L’esercito ha probabilmente quasi 500 mila riservisti, ma il numero è segreto e forse imprecisato: «Quando è cominciata la guerra, in questa base è arrivato il 30 per cento in più delle persone che ci si aspettava. Questo lì per lì ha provocato scompiglio anche rispetto alle attrezzature, divise, fucili, automezzi,posti letto... ci sono state lamentele, ma poi lo spirito di iniziativa e di adattamento ha aiutato. Piace a qualcuno pensare che siamo gente viziata, perchè il tenore di vita è occidentale, viviamo nel capitalismo,ci piace divertirci e vivere bene. Ma è un errore credere che questo sia il nostro carattere principale. Noi siamo abituati a essere l’uno per l’altro, non importa quale sia il prezzo».
Mentre parliamo, passano ragazzini di poco più di vent’anni: «Nel miluim ci sono di tutti i tipi: il servizio militare finisce a venti, ventuno anni. Quindi io mi trovo con compagni dell’età dei miei figli. Sono un po’ gelosi: sanno che mi piace fare da babbo ai loro coetanei che magari sono tesi, sono a volte anche impauriti dalla responsabilità e dal pericolo di vita. Uno di questi mi chiama appunto “abba” papà».

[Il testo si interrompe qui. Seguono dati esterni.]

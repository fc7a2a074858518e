#[cfg(feature = "cli")]
pub mod cli;
pub mod settings;
pub mod store;

#[cfg(feature = "cli")]
pub use cli::CliConfig;
pub use settings::Settings;
pub use store::JsonLocationStore;
use crate::core::poll_loop::{Phase, PollLoop, TickOutcome};
use crate::core::session::Session;
use crate::domain::model::OperatorAction;
use crate::domain::ports::{Feedback, LocationSource, LocationStore, OperatorConsole, Registrar};
use crate::utils::error::Result;
use std::time::Duration;

/// Pause between console turns while nothing is armed.
const IDLE_PAUSE: Duration = Duration::from_millis(50);

/// Ties operator actions, session configuration and the poll loop together
/// on a single cooperative control loop.
pub struct BadgeServer<S: LocationStore, R: Registrar, F: Feedback> {
    session: Session<S>,
    poll_loop: PollLoop<R>,
    feedback: F,
}

impl<S: LocationStore, R: Registrar, F: Feedback> BadgeServer<S, R, F> {
    pub fn new(session: Session<S>, poll_loop: PollLoop<R>, feedback: F) -> Self {
        Self {
            session,
            poll_loop,
            feedback,
        }
    }

    pub fn session(&self) -> &Session<S> {
        &self.session
    }

    pub fn poll_loop(&self) -> &PollLoop<R> {
        &self.poll_loop
    }

    pub fn feedback(&self) -> &F {
        &self.feedback
    }

    /// (Re)configures the session: fresh location directory, default selections.
    pub async fn configure(&mut self, source: &dyn LocationSource, ports: &[String]) {
        if self.session.refresh_directory(source).await.is_empty() {
            tracing::warn!("No locations received from the badge server");
            self.feedback.log_line("Cannot connect to the badge server");
        }
        self.session.apply_defaults(ports);
    }

    pub fn handle(&mut self, action: OperatorAction) -> Result<()> {
        tracing::debug!("Operator action: {:?}", action);
        match action {
            OperatorAction::SelectPort(port) => {
                self.session.select_port(&port);
                Ok(())
            }
            OperatorAction::SelectLocation(tag) => self.session.select_location(&tag),
            OperatorAction::Start => {
                let target = self.session.arming_target()?;
                self.poll_loop
                    .arm(&target.port, &target.location_key, &mut self.feedback)
            }
            OperatorAction::Stop => {
                self.poll_loop.stop();
                Ok(())
            }
        }
    }

    /// Runs until the operator stops the session or the reader fails.
    pub async fn run(&mut self, console: &mut dyn OperatorConsole) -> Result<()> {
        tracing::info!("Control loop running");
        loop {
            for action in console.next_actions().await {
                if let Err(e) = self.handle(action) {
                    if !e.is_recoverable() {
                        return Err(e);
                    }
                    tracing::warn!("{} ({})", e, e.recovery_suggestion());
                    self.feedback.log_line(&e.user_friendly_message());
                }
            }

            if self.poll_loop.phase() == Phase::Stopped {
                break;
            }

            if let TickOutcome::Idle = self.poll_loop.tick(&mut self.feedback).await? {
                tokio::time::sleep(IDLE_PAUSE).await;
            }
        }
        tracing::info!("Control loop finished");
        Ok(())
    }
}
pub mod debounce;
pub mod frame;
pub mod poll_loop;
pub mod server;
pub mod session;

pub use crate::domain::model::{CardIdentifier, ReadOutcome, RegistrationOutcome};
pub use crate::domain::ports::{Channel, ChannelOpener, Feedback, LocationSource, Registrar};
pub use crate::utils::error::Result;
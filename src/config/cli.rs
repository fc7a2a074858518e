use crate::config::settings::Settings;
use crate::config::store::JsonLocationStore;
use crate::utils::error::{BadgeError, Result};
use crate::utils::validation::Validate;
use clap::Parser;
use std::path::PathBuf;

#[derive(Debug, Clone, Parser)]
#[command(name = "badge-reader")]
#[command(about = "Reports badges read by a USB card reader to the badge registration server")]
pub struct CliConfig {
    #[arg(long, default_value = "badge-reader.toml")]
    pub settings: PathBuf,

    #[arg(long, help = "Serial port of the reader (default: first USB reader found)")]
    pub port: Option<String>,

    #[arg(long, help = "Location tag to report under; remembered for next time")]
    pub location: Option<String>,

    #[arg(long, help = "Overrides server.base_url")]
    pub base_url: Option<String>,

    #[arg(long, help = "Overrides server.api_key")]
    pub api_key: Option<String>,

    #[arg(long, help = "List reader ports and exit")]
    pub list_ports: bool,

    #[arg(long, help = "List the server's locations and exit")]
    pub list_locations: bool,

    #[arg(long, help = "Enable verbose output")]
    pub verbose: bool,

    #[arg(long, help = "Log as JSON lines")]
    pub json_logs: bool,
}

impl CliConfig {
    /// Settings file merged with command line overrides, validated.
    pub fn resolve_settings(&self) -> Result<Settings> {
        let mut settings = if self.settings.exists() {
            Settings::from_file(&self.settings)?
        } else {
            match (&self.base_url, &self.api_key) {
                (Some(base_url), Some(api_key)) => Settings::new(base_url, api_key),
                _ => {
                    return Err(BadgeError::Config {
                        message: format!(
                            "Settings file {} not found and --base-url/--api-key not given",
                            self.settings.display()
                        ),
                    })
                }
            }
        };

        if let Some(base_url) = &self.base_url {
            settings.server.base_url = base_url.clone();
        }
        if let Some(api_key) = &self.api_key {
            settings.server.api_key = api_key.clone();
        }

        settings.validate()?;
        Ok(settings)
    }

    pub fn location_file(&self, settings: &Settings) -> PathBuf {
        settings
            .storage
            .location_file
            .clone()
            .unwrap_or_else(JsonLocationStore::default_path)
    }
}
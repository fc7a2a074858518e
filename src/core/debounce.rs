use crate::domain::model::CardIdentifier;

/// A card held on the reader is reported again once this many identical
/// reads followed its last report.
pub const REAFFIRM_AFTER: u32 = 5;

/// Repeat suppression for a card that stays in the reader's field and is
/// re-read on every poll.
#[derive(Debug, Default, Clone)]
pub struct DebounceEngine {
    previous: Option<CardIdentifier>,
    // reads of `previous` since its last report, the reported read included
    repeat_count: u32,
}

impl DebounceEngine {
    pub fn new() -> Self {
        Self::default()
    }

    /// Feeds one valid read; returns whether it should be reported.
    pub fn observe(&mut self, identifier: &CardIdentifier) -> bool {
        let report_worthy =
            self.previous.as_ref() != Some(identifier) || self.repeat_count > REAFFIRM_AFTER;

        if report_worthy {
            self.repeat_count = 0;
        }
        self.repeat_count += 1;
        self.previous = Some(identifier.clone());

        report_worthy
    }

    pub fn previous(&self) -> Option<&CardIdentifier> {
        self.previous.as_ref()
    }

    pub fn repeat_count(&self) -> u32 {
        self.repeat_count
    }
}
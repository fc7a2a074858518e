pub mod adapters;
pub mod config;
pub mod core;
pub mod domain;
pub mod utils;

#[cfg(feature = "cli")]
pub use config::CliConfig;
pub use config::{JsonLocationStore, Settings};

pub use crate::core::{
    poll_loop::{Phase, PollLoop, TickOutcome},
    server::BadgeServer,
    session::Session,
};
pub use utils::error::{BadgeError, Result};
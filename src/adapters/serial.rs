use crate::domain::ports::{Channel, ChannelOpener, ChannelSettings};
use crate::utils::error::{BadgeError, Result};
use serialport::{DataBits, Parity, SerialPort, SerialPortInfo, SerialPortType, StopBits};
use std::io::{self, Read, Write};
use std::time::{Duration, Instant};

/// USB vendor id of the WCH CH340 bridge used by the reader.
const CH340_VID: u16 = 0x1a86;

/// Reader channel over a real serial port.
pub struct SerialChannel {
    port: Box<dyn SerialPort>,
    timeout: Duration,
}

impl Channel for SerialChannel {
    fn write_command(&mut self, command: &[u8]) -> io::Result<()> {
        self.port.write_all(command)?;
        self.port.flush()
    }

    fn read_frame(&mut self, len: usize) -> io::Result<Vec<u8>> {
        let mut buf = vec![0u8; len];
        let mut filled = 0;
        let deadline = Instant::now() + self.timeout;

        while filled < len && Instant::now() < deadline {
            match self.port.read(&mut buf[filled..]) {
                Ok(0) => break,
                Ok(n) => filled += n,
                Err(e) if e.kind() == io::ErrorKind::TimedOut => break,
                Err(e) if e.kind() == io::ErrorKind::Interrupted => continue,
                Err(e) => return Err(e),
            }
        }

        buf.truncate(filled);
        Ok(buf)
    }
}

#[derive(Debug, Default, Clone, Copy)]
pub struct SerialOpener;

impl ChannelOpener for SerialOpener {
    fn open(&self, port: &str, settings: &ChannelSettings) -> io::Result<Box<dyn Channel>> {
        let data_bits = match settings.data_bits {
            5 => DataBits::Five,
            6 => DataBits::Six,
            7 => DataBits::Seven,
            _ => DataBits::Eight,
        };
        let stop_bits = if settings.stop_bits == 2 {
            StopBits::Two
        } else {
            StopBits::One
        };
        let parity = if settings.parity {
            Parity::Even
        } else {
            Parity::None
        };

        let opened = serialport::new(port, settings.baud_rate)
            .data_bits(data_bits)
            .parity(parity)
            .stop_bits(stop_bits)
            .timeout(settings.read_timeout)
            .open()?;

        Ok(Box::new(SerialChannel {
            port: opened,
            timeout: settings.read_timeout,
        }))
    }
}

/// Serial ports that look like the reader's USB bridge, by device path.
pub fn list_reader_ports() -> Result<Vec<String>> {
    let ports = serialport::available_ports().map_err(|e| BadgeError::Io(io::Error::from(e)))?;
    let linux = cfg!(target_os = "linux");

    let mut names: Vec<String> = ports
        .iter()
        .filter(|info| is_reader_port(info, linux))
        .map(|info| info.port_name.clone())
        .collect();
    names.sort();
    tracing::debug!("Reader ports: {:?}", names);
    Ok(names)
}

fn is_reader_port(info: &SerialPortInfo, linux: bool) -> bool {
    match &info.port_type {
        SerialPortType::UsbPort(usb) => {
            matches_reader(&info.port_name, usb.product.as_deref(), Some(usb.vid), linux)
        }
        _ => matches_reader(&info.port_name, None, None, linux),
    }
}

/// Linux names the bridge `ttyUSB*`; elsewhere only the USB description
/// tells a CH340 apart from other COM ports.
fn matches_reader(port_name: &str, product: Option<&str>, vid: Option<u16>, linux: bool) -> bool {
    if linux {
        return port_name.to_lowercase().contains("usb");
    }
    vid == Some(CH340_VID)
        || product
            .map(|p| p.to_lowercase().contains("ch340"))
            .unwrap_or(false)
}
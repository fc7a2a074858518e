use thiserror::Error;

#[derive(Error, Debug)]
pub enum BadgeError {
    #[error("Cannot open serial port {port}: {source}")]
    ChannelOpen {
        port: String,
        #[source]
        source: std::io::Error,
    },

    #[error("Serial channel failure: {0}")]
    ChannelIo(#[source] std::io::Error),

    #[error("Location directory unavailable: {message}")]
    DirectoryFetch { message: String },

    #[error("Cannot start before a {field} has been selected")]
    MissingPrecondition { field: String },

    #[error("Location tag '{tag}' is not offered by the badge server")]
    UnknownLocation { tag: String },

    #[error("Session already stopped")]
    AlreadyStopped,

    #[error("Configuration error: {message}")]
    Config { message: String },

    #[error("Invalid value '{value}' for {field}: {reason}")]
    InvalidConfigValue {
        field: String,
        value: String,
        reason: String,
    },

    #[error("IO error: {0}")]
    Io(#[from] std::io::Error),

    #[error("Serialization error: {0}")]
    Json(#[from] serde_json::Error),

    #[error("Settings parse error: {0}")]
    Toml(#[from] toml::de::Error),
}

#[derive(Debug, Clone, Copy, PartialEq, Eq)]
pub enum ErrorCategory {
    Channel,
    Network,
    Session,
    Configuration,
    System,
}

#[derive(Debug, Clone, Copy, PartialEq, Eq, PartialOrd, Ord)]
pub enum ErrorSeverity {
    Low,
    Medium,
    High,
    Critical,
}

impl BadgeError {
    pub fn category(&self) -> ErrorCategory {
        match self {
            BadgeError::ChannelOpen { .. } | BadgeError::ChannelIo(_) => ErrorCategory::Channel,
            BadgeError::DirectoryFetch { .. } => ErrorCategory::Network,
            BadgeError::MissingPrecondition { .. }
            | BadgeError::UnknownLocation { .. }
            | BadgeError::AlreadyStopped => ErrorCategory::Session,
            BadgeError::Config { .. }
            | BadgeError::InvalidConfigValue { .. }
            | BadgeError::Toml(_) => ErrorCategory::Configuration,
            BadgeError::Io(_) | BadgeError::Json(_) => ErrorCategory::System,
        }
    }

    pub fn severity(&self) -> ErrorSeverity {
        match self {
            BadgeError::DirectoryFetch { .. } => ErrorSeverity::Low,
            BadgeError::ChannelOpen { .. }
            | BadgeError::MissingPrecondition { .. }
            | BadgeError::UnknownLocation { .. }
            | BadgeError::AlreadyStopped => ErrorSeverity::Medium,
            BadgeError::Config { .. }
            | BadgeError::InvalidConfigValue { .. }
            | BadgeError::Toml(_) => ErrorSeverity::High,
            BadgeError::ChannelIo(_) | BadgeError::Io(_) | BadgeError::Json(_) => {
                ErrorSeverity::Critical
            }
        }
    }

    /// True when the control loop may keep running after logging the error.
    pub fn is_recoverable(&self) -> bool {
        self.severity() <= ErrorSeverity::Medium
    }

    pub fn recovery_suggestion(&self) -> &'static str {
        match self {
            BadgeError::ChannelOpen { .. } => {
                "Check that the reader is plugged in and that you may access the port (dialout group on Linux), then start again"
            }
            BadgeError::ChannelIo(_) => {
                "The reader stopped answering; reconnect it and restart the program"
            }
            BadgeError::DirectoryFetch { .. } => {
                "Check the network connection and the server URL in the settings file"
            }
            BadgeError::MissingPrecondition { .. } => {
                "Select both a serial port and a location before starting"
            }
            BadgeError::UnknownLocation { .. } => {
                "Pick one of the locations listed by --list-locations"
            }
            BadgeError::AlreadyStopped => "Restart the program to open a new session",
            BadgeError::Config { .. }
            | BadgeError::InvalidConfigValue { .. }
            | BadgeError::Toml(_) => "Fix the settings file or the command line arguments",
            BadgeError::Io(_) | BadgeError::Json(_) => {
                "Check file permissions and that the configuration file is valid JSON"
            }
        }
    }

    pub fn user_friendly_message(&self) -> String {
        match self {
            BadgeError::ChannelOpen { port, .. } => format!("Cannot use serial port {}", port),
            BadgeError::ChannelIo(_) => "Lost connection with the card reader".to_string(),
            BadgeError::DirectoryFetch { .. } => {
                "Cannot connect to the badge server".to_string()
            }
            BadgeError::MissingPrecondition { field } => format!("No {} selected", field),
            BadgeError::UnknownLocation { tag } => format!("Unknown location '{}'", tag),
            other => other.to_string(),
        }
    }
}

pub type Result<T> = std::result::Result<T, BadgeError>;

«La cosa più buffa però riguarda il mio “abba”: ha settantacinque anni, mi ha chiamato dalla fattoria per chiedere se può magari guidare un Rio (uno dei pickup da trasporto ndr)” o rendersi utile in qualche altro modo». Che ci va a fare in Libano? Non gli è bastata una volta? «Certo, non c’è niente per noi in Libano...» suona il telefono. Risponde: dalla fattoria, sua madre gli fa sapere che di nuovo un paio di katiushe, in questo giorno terribile in cui ne sono cadute tante uccidendo, ferendo, distruggendo, hanno distrutto e appicato fuoco intorno alla fattoria. «Lo vede? Non mi faccia domande di storia, il presente è quello che conta. E il presente è quello in cui l’odio di Nasrallah dà fuoco alle foreste, e distrugge le vite».